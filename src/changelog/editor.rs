//! Scoped changelog edits: close a section, open the next one
//!
//! Both transformations locate the target section first and substitute
//! only inside its span. Each substitution replaces the first occurrence
//! scanning forward from the section start; a malformed section with two
//! placeholders keeps its second one untouched. Everything outside the
//! span is carried over byte-identical.

use crate::changelog::compare::CompareLinkBuilder;
use crate::changelog::section::{in_progress_header, locate_in_progress};
use regex::{NoExpand, Regex};
use std::borrow::Cow;
use std::sync::LazyLock;

/// The pending compare-link placeholder, case-insensitive on the status
static PENDING_LINK: LazyLock<Regex> =
  LazyLock::new(|| Regex::new(r"(?i)\[Full Changelog\]\(In progress\)").unwrap());

/// Result of closing out a section
#[derive(Debug, Clone)]
pub struct CloseOutcome {
  /// The rewritten document (identical to the input when nothing matched)
  pub document: String,
  /// Whether either substitution happened
  pub changed: bool,
  /// Compare URL for this release — computed even when the header was
  /// missing, so callers can still log it
  pub compare_url: String,
}

/// Result of the combined close-out + new-section rewrite
#[derive(Debug, Clone)]
pub struct CycleOutcome {
  pub document: String,
  /// Compare URL for the section that was closed out
  pub compare_url: String,
}

/// Close out the in-progress section for `major`: date the header and
/// resolve the pending compare link, both scoped to that section.
///
/// A missing header is not an error — the document comes back untouched
/// with `changed = false`. Re-running on an already-dated section is a
/// no-op for the same reason.
pub fn close_section(
  document: &str,
  major: u32,
  date_stamp: &str,
  previous: u32,
  links: &CompareLinkBuilder,
) -> CloseOutcome {
  let compare_url = links.build(previous, major);

  let Some(span) = locate_in_progress(document, major) else {
    return CloseOutcome {
      document: document.to_string(),
      changed: false,
      compare_url,
    };
  };

  let before = &document[..span.start];
  let section = &document[span.start..span.end];
  let after = &document[span.end..];

  let dated_header = format!("# v{}.0 (_{}_)", major, date_stamp);
  let (section, header_changed) =
    replace_first(&in_progress_header(major), section, &dated_header);

  let resolved_link = format!("[Full Changelog]({})", compare_url);
  let (section, link_changed) = replace_first(&PENDING_LINK, &section, &resolved_link);

  CloseOutcome {
    document: format!("{}{}{}", before, section, after),
    changed: header_changed || link_changed,
    compare_url,
  }
}

/// Prepend a fresh in-progress section for `major` ahead of all existing
/// content. Never fails, always mutates.
pub fn open_new_section(document: &str, major: u32) -> String {
  format!(
    "# v{}.0 (In progress)\n\n[Full Changelog](In progress)\n\n{}",
    major, document
  )
}

/// Close out `current` and open `current + 1`, computed from one document
/// snapshot and applied as a single rewrite. The close-out comes first;
/// the prepend must not run before it since it shifts every offset.
pub fn start_next_cycle(
  document: &str,
  current: u32,
  date_stamp: &str,
  links: &CompareLinkBuilder,
) -> CycleOutcome {
  let closed = close_section(document, current, date_stamp, current.saturating_sub(1), links);
  CycleOutcome {
    document: open_new_section(&closed.document, current + 1),
    compare_url: closed.compare_url,
  }
}

/// Replace the first match of `re` in `text`, reporting whether anything
/// changed. The replacement is taken literally.
fn replace_first(re: &Regex, text: &str, replacement: &str) -> (String, bool) {
  match re.replacen(text, 1, NoExpand(replacement)) {
    Cow::Borrowed(_) => (text.to_string(), false),
    Cow::Owned(rewritten) => (rewritten, true),
  }
}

____

All lines above from the one containing "carried over byte-identical." to the one containing "on the status" must be repeated exactly, both lines included, and no others.

//! span is carried over byte-identical.

use crate::changelog::compare::CompareLinkBuilder;
use crate::changelog::section::{in_progress_header, locate_in_progress};
use regex::{NoExpand, Regex};
use std::borrow::Cow;
use std::sync::LazyLock;

/// The pending compare-link placeholder, case-insensitive on the status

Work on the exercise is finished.